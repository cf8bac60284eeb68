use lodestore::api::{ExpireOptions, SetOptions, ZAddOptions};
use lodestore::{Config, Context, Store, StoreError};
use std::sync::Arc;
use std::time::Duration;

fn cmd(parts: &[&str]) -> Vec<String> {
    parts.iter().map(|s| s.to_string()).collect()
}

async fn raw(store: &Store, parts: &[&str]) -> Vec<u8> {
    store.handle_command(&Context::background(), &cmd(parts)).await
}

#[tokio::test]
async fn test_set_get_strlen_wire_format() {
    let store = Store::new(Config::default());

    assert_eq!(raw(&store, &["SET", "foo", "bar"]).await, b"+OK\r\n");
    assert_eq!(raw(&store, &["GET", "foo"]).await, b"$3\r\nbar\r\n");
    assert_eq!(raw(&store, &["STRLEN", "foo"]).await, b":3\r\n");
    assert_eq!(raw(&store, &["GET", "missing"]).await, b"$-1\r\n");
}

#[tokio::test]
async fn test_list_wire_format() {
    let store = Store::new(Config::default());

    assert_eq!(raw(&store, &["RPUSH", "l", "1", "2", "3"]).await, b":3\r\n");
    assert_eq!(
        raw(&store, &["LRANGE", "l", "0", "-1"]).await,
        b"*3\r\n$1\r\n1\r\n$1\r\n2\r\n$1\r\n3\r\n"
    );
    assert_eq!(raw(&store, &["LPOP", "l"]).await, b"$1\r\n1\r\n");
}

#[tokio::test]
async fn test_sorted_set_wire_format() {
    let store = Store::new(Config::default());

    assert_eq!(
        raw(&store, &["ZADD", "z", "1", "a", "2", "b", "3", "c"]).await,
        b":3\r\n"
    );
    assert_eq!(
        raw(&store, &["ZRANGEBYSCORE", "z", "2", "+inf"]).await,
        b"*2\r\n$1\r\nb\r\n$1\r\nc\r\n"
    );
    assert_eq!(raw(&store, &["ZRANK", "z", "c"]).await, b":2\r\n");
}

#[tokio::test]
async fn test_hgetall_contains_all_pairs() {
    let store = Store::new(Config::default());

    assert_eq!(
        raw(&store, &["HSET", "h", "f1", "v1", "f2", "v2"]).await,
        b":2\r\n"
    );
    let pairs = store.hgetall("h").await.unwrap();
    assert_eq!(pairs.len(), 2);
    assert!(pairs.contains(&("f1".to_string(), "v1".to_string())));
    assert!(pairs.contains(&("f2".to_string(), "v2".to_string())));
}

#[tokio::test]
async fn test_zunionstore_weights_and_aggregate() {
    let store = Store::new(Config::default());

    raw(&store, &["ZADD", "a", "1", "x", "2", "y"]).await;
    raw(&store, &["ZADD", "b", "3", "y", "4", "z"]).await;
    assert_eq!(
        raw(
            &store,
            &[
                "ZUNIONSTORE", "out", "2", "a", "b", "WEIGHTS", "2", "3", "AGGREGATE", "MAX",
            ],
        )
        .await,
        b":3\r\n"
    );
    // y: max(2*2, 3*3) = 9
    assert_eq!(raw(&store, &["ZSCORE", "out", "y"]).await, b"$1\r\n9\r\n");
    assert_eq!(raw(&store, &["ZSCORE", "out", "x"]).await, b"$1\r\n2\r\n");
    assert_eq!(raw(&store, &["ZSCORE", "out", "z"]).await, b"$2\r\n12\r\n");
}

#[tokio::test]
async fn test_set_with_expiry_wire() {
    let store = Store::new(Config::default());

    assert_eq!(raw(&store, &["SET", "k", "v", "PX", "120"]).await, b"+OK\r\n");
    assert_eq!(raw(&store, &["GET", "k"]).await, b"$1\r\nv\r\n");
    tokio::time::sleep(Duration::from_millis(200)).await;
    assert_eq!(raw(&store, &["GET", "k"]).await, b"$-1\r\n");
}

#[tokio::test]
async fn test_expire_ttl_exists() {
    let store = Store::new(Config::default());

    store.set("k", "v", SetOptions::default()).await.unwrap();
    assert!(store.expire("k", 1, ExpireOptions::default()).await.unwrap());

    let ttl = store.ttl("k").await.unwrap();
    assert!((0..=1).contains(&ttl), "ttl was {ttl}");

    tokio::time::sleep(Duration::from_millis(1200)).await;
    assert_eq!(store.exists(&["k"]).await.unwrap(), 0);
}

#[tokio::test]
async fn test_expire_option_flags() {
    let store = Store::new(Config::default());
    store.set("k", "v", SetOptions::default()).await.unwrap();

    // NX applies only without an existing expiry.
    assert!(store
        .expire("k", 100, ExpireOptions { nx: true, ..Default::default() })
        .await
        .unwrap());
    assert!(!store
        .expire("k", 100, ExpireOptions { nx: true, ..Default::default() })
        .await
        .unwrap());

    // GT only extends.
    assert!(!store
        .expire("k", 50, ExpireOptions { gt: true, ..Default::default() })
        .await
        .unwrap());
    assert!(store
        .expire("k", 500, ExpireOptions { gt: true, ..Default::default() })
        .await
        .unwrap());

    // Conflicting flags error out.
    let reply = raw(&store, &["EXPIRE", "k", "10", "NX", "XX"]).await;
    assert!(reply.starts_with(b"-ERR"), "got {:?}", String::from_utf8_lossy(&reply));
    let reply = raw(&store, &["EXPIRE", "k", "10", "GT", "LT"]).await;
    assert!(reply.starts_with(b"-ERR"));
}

## What the exercise asks
Everything in the listing above should be restated exactly.

## Result
repository cf8bac60284eeb68
use lodestore::api::{ExpireOptions, SetOptions, ZAddOptions};
use lodestore::{Config, Context, Store, StoreError};
use std::sync::Arc;
use std::time::Duration;

fn cmd(parts: &[&str]) -> Vec<String> {
    parts.iter().map(|s| s.to_string()).collect()
}

async fn raw(store: &Store, parts: &[&str]) -> Vec<u8> {
    store.handle_command(&Context::background(), &cmd(parts)).await
}

#[tokio::test]
async fn test_set_get_strlen_wire_format() {
    let store = Store::new(Config::default());

    assert_eq!(raw(&store, &["SET", "foo", "bar"]).await, b"+OK\r\n");
    assert_eq!(raw(&store, &["GET", "foo"]).await, b"$3\r\nbar\r\n");
    assert_eq!(raw(&store, &["STRLEN", "foo"]).await, b":3\r\n");
    assert_eq!(raw(&store, &["GET", "missing"]).await, b"$-1\r\n");
}

#[tokio::test]
async fn test_list_wire_format() {
    let store = Store::new(Config::default());

    assert_eq!(raw(&store, &["RPUSH", "l", "1", "2", "3"]).await, b":3\r\n");
    assert_eq!(
        raw(&store, &["LRANGE", "l", "0", "-1"]).await,
        b"*3\r\n$1\r\n1\r\n$1\r\n2\r\n$1\r\n3\r\n"
    );
    assert_eq!(raw(&store, &["LPOP", "l"]).await, b"$1\r\n1\r\n");
}

#[tokio::test]
async fn test_sorted_set_wire_format() {
    let store = Store::new(Config::default());

    assert_eq!(
        raw(&store, &["ZADD", "z", "1", "a", "2", "b", "3", "c"]).await,
        b":3\r\n"
    );
    assert_eq!(
        raw(&store, &["ZRANGEBYSCORE", "z", "2", "+inf"]).await,
        b"*2\r\n$1\r\nb\r\n$1\r\nc\r\n"
    );
    assert_eq!(raw(&store, &["ZRANK", "z", "c"]).await, b":2\r\n");
}

#[tokio::test]
async fn test_hgetall_contains_all_pairs() {
    let store = Store::new(Config::default());

    assert_eq!(
        raw(&store, &["HSET", "h", "f1", "v1", "f2", "v2"]).await,
        b":2\r\n"
    );
    let pairs = store.hgetall("h").await.unwrap();
    assert_eq!(pairs.len(), 2);
    assert!(pairs.contains(&("f1".to_string(), "v1".to_string())));
    assert!(pairs.contains(&("f2".to_string(), "v2".to_string())));
}

#[tokio::test]
async fn test_zunionstore_weights_and_aggregate() {
    let store = Store::new(Config::default());

    raw(&store, &["ZADD", "a", "1", "x", "2", "y"]).await;
    raw(&store, &["ZADD", "b", "3", "y", "4", "z"]).await;
    assert_eq!(
        raw(
            &store,
            &[
                "ZUNIONSTORE", "out", "2", "a", "b", "WEIGHTS", "2", "3", "AGGREGATE", "MAX",
            ],
        )
        .await,
        b":3\r\n"
    );
    // y: max(2*2, 3*3) = 9
    assert_eq!(raw(&store, &["ZSCORE", "out", "y"]).await, b"$1\r\n9\r\n");
    assert_eq!(raw(&store, &["ZSCORE", "out", "x"]).await, b"$1\r\n2\r\n");
    assert_eq!(raw(&store, &["ZSCORE", "out", "z"]).await, b"$2\r\n12\r\n");
}

#[tokio::test]
async fn test_set_with_expiry_wire() {
    let store = Store::new(Config::default());

    assert_eq!(raw(&store, &["SET", "k", "v", "PX", "120"]).await, b"+OK\r\n");
    assert_eq!(raw(&store, &["GET", "k"]).await, b"$1\r\nv\r\n");
    tokio::time::sleep(Duration::from_millis(200)).await;
    assert_eq!(raw(&store, &["GET", "k"]).await, b"$-1\r\n");
}

#[tokio::test]
async fn test_expire_ttl_exists() {
    let store = Store::new(Config::default());

    store.set("k", "v", SetOptions::default()).await.unwrap();
    assert!(store.expire("k", 1, ExpireOptions::default()).await.unwrap());

    let ttl = store.ttl("k").await.unwrap();
    assert!((0..=1).contains(&ttl), "ttl was {ttl}");

    tokio::time::sleep(Duration::from_millis(1200)).await;
    assert_eq!(store.exists(&["k"]).await.unwrap(), 0);
}

#[tokio::test]
async fn test_expire_option_flags() {
    let store = Store::new(Config::default());
    store.set("k", "v", SetOptions::default()).await.unwrap();

    // NX applies only without an existing expiry.
    assert!(store
        .expire("k", 100, ExpireOptions { nx: true, ..Default::default() })
        .await
        .unwrap());
    assert!(!store
        .expire("k", 100, ExpireOptions { nx: true, ..Default::default() })
        .await
        .unwrap());

    // GT only extends.
    assert!(!store
        .expire("k", 50, ExpireOptions { gt: true, ..Default::default() })
        .await
        .unwrap());
    assert!(store
        .expire("k", 500, ExpireOptions { gt: true, ..Default::default() })
        .await
        .unwrap());

    // Conflicting flags error out.
    let reply = raw(&store, &["EXPIRE", "k", "10", "NX", "XX"]).await;
    assert!(reply.starts_with(b"-ERR"), "got {:?}", String::from_utf8_lossy(&reply));
    let reply = raw(&store, &["EXPIRE", "k", "10", "GT", "LT"]).await;
    assert!(reply.starts_with(b"-ERR"));
}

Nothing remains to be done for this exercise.